KYIV — Kremlin-installed officials in occupied southern Ukraine celebrated Russia Day on Sunday and began issuing Russian passports to residents in one city who requested them, as Moscow sought to solidify its rule over captured parts of the country.
At one of the central squares in the city of Kherson, Russian bands played a concert to celebrate Russia Day, the holiday that marks Russia's emergence as a sovereign state after the collapse of the Soviet Union, according to Russia's state news agency RIA Novosti.
In the neighboring Zaporizhzhia region, Moscow-installed officials raised a Russian flag in Melitopol's city center.
Ukrainian media reported that few, if any, local residents attended the Russia Day festivities in the two cities.
Russia Day was also celebrated in other occupied parts of Ukraine, including the ravaged southern port of Mariupol, where a new city sign painted in the colors of the Russian flag was unveiled on the outskirts and Russian flags were flown on a highway leading into the city.
Also, the Russia-aligned administration in Melitopol started handing out Russian passports to those who applied for Russian citizenship. RIA Novosti posted video of a Moscow-backed official congratulating new Russian citizens and telling them: "Russia will not go anywhere. We are here for good."
President Vladimir Putin earlier this year issued a decree fast-tracking Russian citizenship for residents of the Kherson and Zaporizhzhia regions. In captured cities in the south and east, Moscow has also introduced the ruble as official currency, aired Russian news broadcasts and taken steps to introduce a Russian school curriculum.
The Kremlin's administrators in the Kherson and Zaporizhzhia regions have voiced plans to incorporate the areas into Russia, despite protests and signs of an insurgency among local residents.
Russian-installed officials Sunday in Melitopol reported an explosion in a garbage bin near the city's police headquarters and said two residents were injured.
Another blast was reported at an electrical substation in the city of Berdyansk, which is also under Russian control. The Kremlin-backed administration pronounced it a terrorist attack, and officials said electricity was shut down in parts of the city.
On the battlefield, Russia said it is used missiles to destroy a large depot in western Ukraine that contained anti-tank and air-defense weapons supplied to Kyiv by the U.S. and European countries. It said the attack took place near the city of Chortkiv in the Ternopil region.
Ternopil Gov. Volodymyr Trush said four Russian missiles damaged a military installation and four residential buildings in Chortkiv. More than 20 people were wounded, including a 12-year-old girl, Ukrainian President Volodymyr Zelenskyy said.

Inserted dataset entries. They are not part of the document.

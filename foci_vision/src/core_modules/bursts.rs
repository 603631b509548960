// THEORY:
// Transcription at a locus switches on and off. Once the intensity of a tracked spot
// is known in every frame, its activity is simply "intensity is non-zero", and the
// dynamics fall out of a run-length encoding of that activity:
// 1.  **Bursts**: maximal runs of active frames. Each burst carries its duration, its
//     peak and integrated intensity, and the integrated intensity divided by the
//     integrated spot volume over the same frames.
// 2.  **Off Intervals**: maximal runs of silent frames. A silent run starting at frame 0
//     is not an interval between bursts (nothing was on before it) and is dropped.
//     A trailing silent run is kept.
//
// The table form is fixed-width so that every spot fits the same layout: the widest
// burst list sets the width and shorter lists are padded with zeros.

use crate::core_modules::spot_series::{SpotSeries, intensity_series};
use crate::error::{PipelineError, Result, ensure_shape};
use ndarray::{Array2, ArrayView3};
use std::ops::Range;
use tracing::info;

#[derive(Debug, Clone, PartialEq)]
pub struct Burst {
    /// First frame of the burst.
    pub start: usize,
    pub duration: usize,
    pub max_amplitude: f64,
    pub integrated_amplitude: f64,
    /// `integrated_amplitude` over the summed spot volume, 0 when the volume is 0.
    pub average_amplitude: f64,
}

#[derive(Debug, Clone, PartialEq)]
pub struct SpotBursts {
    pub spot_id: u32,
    pub bursts: Vec<Burst>,
    /// Silent runs as frame ranges, the leading one excluded.
    pub off_intervals: Vec<Range<usize>>,
}

impl SpotBursts {
    pub fn off_durations(&self) -> Vec<usize> {
        self.off_intervals.iter().map(|r| r.len()).collect()
    }
}

/// Maximal runs of active and of silent frames, in order.
fn runs(active: &[bool]) -> (Vec<Range<usize>>, Vec<Range<usize>>) {
    let mut on = Vec::new();
    let mut off = Vec::new();
    let mut start = 0;
    for i in 1..=active.len() {
        if i == active.len() || active[i] != active[start] {
            if active[start] {
                on.push(start..i);
            } else {
                off.push(start..i);
            }
            start = i;
        }
    }
    (on, off)
}

/// Bursts and off intervals of one spot from its intensity and volume series.
pub fn spot_bursts(spot_id: u32, intensity: &[f64], volume: &[f64]) -> SpotBursts {
    let active: Vec<bool> = intensity.iter().map(|&v| v != 0.0).collect();
    let (on, mut off) = runs(&active);
    if off.first().is_some_and(|r| r.start == 0) {
        off.remove(0);
    }

    let bursts = on
        .into_iter()
        .map(|frames| {
            let values = &intensity[frames.clone()];
            let integrated: f64 = values.iter().sum();
            let burst_volume: f64 = frames.clone().filter_map(|t| volume.get(t)).sum();
            let average = integrated / burst_volume;
            Burst {
                start: frames.start,
                duration: frames.len(),
                max_amplitude: values.iter().copied().fold(f64::NEG_INFINITY, f64::max),
                integrated_amplitude: integrated,
                average_amplitude: if average.is_finite() { average } else { 0.0 },
            }
        })
        .collect();

    SpotBursts {
        spot_id,
        bursts,
        off_intervals: off,
    }
}

/// Burst statistics of every spot.
#[derive(Debug, Clone, PartialEq)]
pub struct BurstTable {
    pub spots: Vec<SpotBursts>,
}

impl BurstTable {
    /// Largest burst count over all spots.
    pub fn width(&self) -> usize {
        self.spots.iter().map(|s| s.bursts.len()).max().unwrap_or(0)
    }

    /// One row per spot:
    /// `[id, n_bursts, durations, max, integrated, average, n_off, off_durations]`,
    /// every list padded with zeros to `width()`. The row length is `3 + 5 * width()`.
    pub fn to_array(&self) -> Array2<f64> {
        let w = self.width();
        let mut table = Array2::<f64>::zeros((self.spots.len(), 3 + 5 * w));
        for (row, spot) in self.spots.iter().enumerate() {
            table[[row, 0]] = spot.spot_id as f64;
            table[[row, 1]] = spot.bursts.len() as f64;
            for (k, burst) in spot.bursts.iter().enumerate() {
                table[[row, 2 + k]] = burst.duration as f64;
                table[[row, 2 + w + k]] = burst.max_amplitude;
                table[[row, 2 + 2 * w + k]] = burst.integrated_amplitude;
                table[[row, 2 + 3 * w + k]] = burst.average_amplitude;
            }
            table[[row, 2 + 4 * w]] = spot.off_intervals.len() as f64;
            for (k, interval) in spot.off_intervals.iter().take(w).enumerate() {
                table[[row, 3 + 4 * w + k]] = interval.len() as f64;
            }
        }
        table
    }
}

/// Burst statistics from per-spot intensity and volume series sharing the same rows.
pub fn burst_statistics(intensity: &SpotSeries, volume: &SpotSeries) -> Result<BurstTable> {
    if intensity.spot_ids != volume.spot_ids {
        return Err(PipelineError::invalid_config(
            "intensity and volume series must list the same spot IDs",
        ));
    }
    ensure_shape("volume series", intensity.values.shape(), volume.values.shape())?;

    let spots: Vec<SpotBursts> = intensity
        .spot_ids
        .iter()
        .enumerate()
        .map(|(row, &id)| {
            let i = intensity.values.row(row).to_vec();
            let v = volume.values.row(row).to_vec();
            spot_bursts(id, &i, &v)
        })
        .collect();

    let table = BurstTable { spots };
    info!(spots = table.spots.len(), width = table.width(), "burst statistics complete");
    Ok(table)
}

/// Burst statistics from per-pixel intensity and volume maps under a spot track.
pub fn extract_bursts(intensity: ArrayView3<f64>, volume: ArrayView3<f64>, track: ArrayView3<u32>) -> Result<BurstTable> {
    let intensity = intensity_series(track, intensity)?;
    let volume = intensity_series(track, volume)?;
    burst_statistics(&intensity, &volume)
}
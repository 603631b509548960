//! Per-spot time series read straight off a spot track.
//!
//! These are the raw measurements the analysis keeps next to the burst
//! statistics: the summed intensity of every tracked spot in every frame and the
//! path of its centroid across the movie.

use crate::core_modules::label_volume::{Point2D, regions, unique_labels};
use crate::error::{Result, ensure_shape};
use ndarray::{Array2, ArrayView1, ArrayView3, Axis, Zip};

/// One row per spot ID, one column per frame.
#[derive(Debug, Clone, PartialEq)]
pub struct SpotSeries {
    pub spot_ids: Vec<u32>,
    pub values: Array2<f64>,
}

impl SpotSeries {
    pub fn row(&self, id: u32) -> Option<ArrayView1<'_, f64>> {
        let row = self.spot_ids.binary_search(&id).ok()?;
        Some(self.values.row(row))
    }
}

/// The centroid of one spot in every frame, `None` where it is absent.
#[derive(Debug, Clone, PartialEq, Eq)]
pub struct Trajectory {
    pub spot_id: u32,
    pub positions: Vec<Option<Point2D>>,
}

/// `sum over (x, y) of per_pixel * (track == id)` for every spot ID of `track`.
pub fn intensity_series(track: ArrayView3<u32>, per_pixel: ArrayView3<f64>) -> Result<SpotSeries> {
    ensure_shape("per-pixel map", track.shape(), per_pixel.shape())?;
    let spot_ids = unique_labels(track);
    let t_tot = track.len_of(Axis(0));
    let mut values = Array2::<f64>::zeros((spot_ids.len(), t_tot));

    for t in 0..t_tot {
        let mut column = values.column_mut(t);
        Zip::from(track.index_axis(Axis(0), t))
            .and(per_pixel.index_axis(Axis(0), t))
            .for_each(|&id, &v| {
                if id == 0 {
                    return;
                }
                if let Ok(row) = spot_ids.binary_search(&id) {
                    column[row] += v;
                }
            });
    }

    Ok(SpotSeries { spot_ids, values })
}

/// Rounded centroid of every spot ID of `track` in every frame.
pub fn centroid_trajectories(track: ArrayView3<u32>) -> Vec<Trajectory> {
    let spot_ids = unique_labels(track);
    let t_tot = track.len_of(Axis(0));
    let mut trajectories: Vec<Trajectory> = spot_ids
        .iter()
        .map(|&spot_id| Trajectory {
            spot_id,
            positions: vec![None; t_tot],
        })
        .collect();

    for (t, frame) in track.axis_iter(Axis(0)).enumerate() {
        for region in regions(frame) {
            if let Ok(row) = spot_ids.binary_search(&region.label) {
                trajectories[row].positions[t] = Some(region.centroid());
            }
        }
    }
    trajectories
}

"This strike had no tactical or strategic sense, just like the absolute majority of other Russian strikes. It is terror, just terror," he said in a video address.
In light of the strike, Zelenskyy made another plea for modern missile defense systems from the U.S. and other Western countries, saying, "These are lives that could have been saved, tragedies that could have been prevented if Ukraine had been listened to."
Also, heavy fighting continued for control of Sievierodonetsk, an eastern city in Luhansk province with a prewar population of 100,000 that has emerged as central to Russia's campaign to capture the Donbas, Ukraine's industrial heartland.
Russian forces shelled a Sievierodonetsk chemical plant where up to 500 civilians, 40 of them children, were holed up, Luhansk Gov. Serhiy Haidai said.
An official with the pro-Moscow, self-proclaimed Luhansk People's Republic, Rodion Miroshnik, said 300 to 400 Ukrainian troops also remained inside the plant. He said that efforts were underway to evacuate the civilians.
Leonid Pasechnik, head of the Luhansk People's Republic, said the Ukrainians making their stand in Sievierodonetsk should save themselves the trouble.
"If I were them, I would already make a decision" to surrender, he said. "We will achieve our goal in any case."